• **Stored data**:
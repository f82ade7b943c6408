//! # Transfusion Repository
//!
//! The allocation audit trail. One row per allocation, written inside the
//! allocation transaction and never updated afterwards.

use chrono::Utc;
use sqlx::{SqliteConnection, SqlitePool};
use tracing::debug;

use crate::error::DbResult;
use hemovault_core::{NewTransfusion, Transfusion};

/// Repository for transfusion database operations.
#[derive(Debug, Clone)]
pub struct TransfusionRepository {
    pool: SqlitePool,
}

impl TransfusionRepository {
    /// Creates a new TransfusionRepository.
    pub fn new(pool: SqlitePool) -> Self {
        TransfusionRepository { pool }
    }

    /// Inserts a transfusion record inside the caller's transaction.
    ///
    /// ## Returns
    /// The generated transfusion id.
    pub async fn insert(
        &self,
        conn: &mut SqliteConnection,
        transfusion: &NewTransfusion,
    ) -> DbResult<i64> {
        debug!(
            request_id = transfusion.request_id,
            units = transfusion.units_transfused.count(),
            "Inserting transfusion record"
        );

        let now = Utc::now();

        let result = sqlx::query(
            r#"
            INSERT INTO transfusions (
                request_id, hospital_id, blood_group,
                units_transfused, quantity_ml, transfusion_date,
                patient_name, patient_age, staff_id, remarks, created_at
            ) VALUES (?1, ?2, ?3, ?4, ?5, ?6, ?7, ?8, ?9, ?10, ?11)
            "#,
        )
        .bind(transfusion.request_id)
        .bind(transfusion.hospital_id)
        .bind(transfusion.blood_group)
        .bind(transfusion.units_transfused)
        .bind(transfusion.quantity_ml)
        .bind(transfusion.transfusion_date)
        .bind(&transfusion.patient_name)
        .bind(transfusion.patient_age)
        .bind(transfusion.staff_id)
        .bind(&transfusion.remarks)
        .bind(now)
        .execute(&mut *conn)
        .await?;

        Ok(result.last_insert_rowid())
    }

    /// All transfusions recorded against one request, oldest first.
    pub async fn list_for_request(&self, request_id: i64) -> DbResult<Vec<Transfusion>> {
        let transfusions: Vec<Transfusion> = sqlx::query_as(
            r#"
            SELECT
                transfusion_id, request_id, hospital_id, blood_group,
                units_transfused, quantity_ml, transfusion_date,
                patient_name, patient_age, staff_id, remarks, created_at
            FROM transfusions
            WHERE request_id = ?1
            ORDER BY transfusion_id
            "#,
        )
        .bind(request_id)
        .fetch_all(&self.pool)
        .await?;

        Ok(transfusions)
    }
}

// =============================================================================
// Unit Tests
// =============================================================================

#[cfg(test)]
mod tests {
    use super::*;
    use crate::pool::{Database, DbConfig};
    use crate::repository::hospital::tests::sample_hospital;
    use chrono::NaiveDate;
    use hemovault_core::{BloodGroup, NewRequest, Units, UrgencyLevel};

    #[tokio::test]
    async fn test_insert_and_list_for_request() {
        let db = Database::new(DbConfig::in_memory()).await.unwrap();

        let hospital = db
            .hospitals()
            .insert(&sample_hospital("tr@example.com", "MH-BB-555"))
            .await
            .unwrap();
        let request = db
            .requests()
            .insert(&NewRequest {
                hospital_id: hospital.hospital_id,
                blood_group: BloodGroup::ONegative,
                units_requested: Units::new(3),
                request_date: NaiveDate::from_ymd_opt(2025, 6, 1).unwrap(),
                required_by_date: NaiveDate::from_ymd_opt(2025, 6, 5).unwrap(),
                urgency_level: UrgencyLevel::Critical,
                remarks: None,
            })
            .await
            .unwrap();

        let mut tx = db.pool().begin().await.unwrap();
        let id = db
            .transfusions()
            .insert(
                &mut tx,
                &NewTransfusion {
                    request_id: request.request_id,
                    hospital_id: hospital.hospital_id,
                    blood_group: BloodGroup::ONegative,
                    units_transfused: Units::new(2),
                    quantity_ml: 900,
                    transfusion_date: NaiveDate::from_ymd_opt(2025, 6, 2).unwrap(),
                    patient_name: Some("Ravi Kumar".to_string()),
                    patient_age: Some(54),
                    staff_id: None,
                    remarks: None,
                },
            )
            .await
            .unwrap();
        tx.commit().await.unwrap();
        assert!(id > 0);

        let rows = db
            .transfusions()
            .list_for_request(request.request_id)
            .await
            .unwrap();
        assert_eq!(rows.len(), 1);
        assert_eq!(rows[0].units_transfused, Units::new(2));
        assert_eq!(rows[0].quantity_ml, 900);
        assert_eq!(rows[0].patient_name.as_deref(), Some("Ravi Kumar"));
    }
}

• **Aim of the exercise**:
From the records above, return each line that includes "transfusions".

• **Output for this task**:
            INSERT INTO transfusions (
    /// All transfusions recorded against one request, oldest first.
        let transfusions: Vec<Transfusion> = sqlx::query_as(
            FROM transfusions
        Ok(transfusions)
            .transfusions()
            .transfusions()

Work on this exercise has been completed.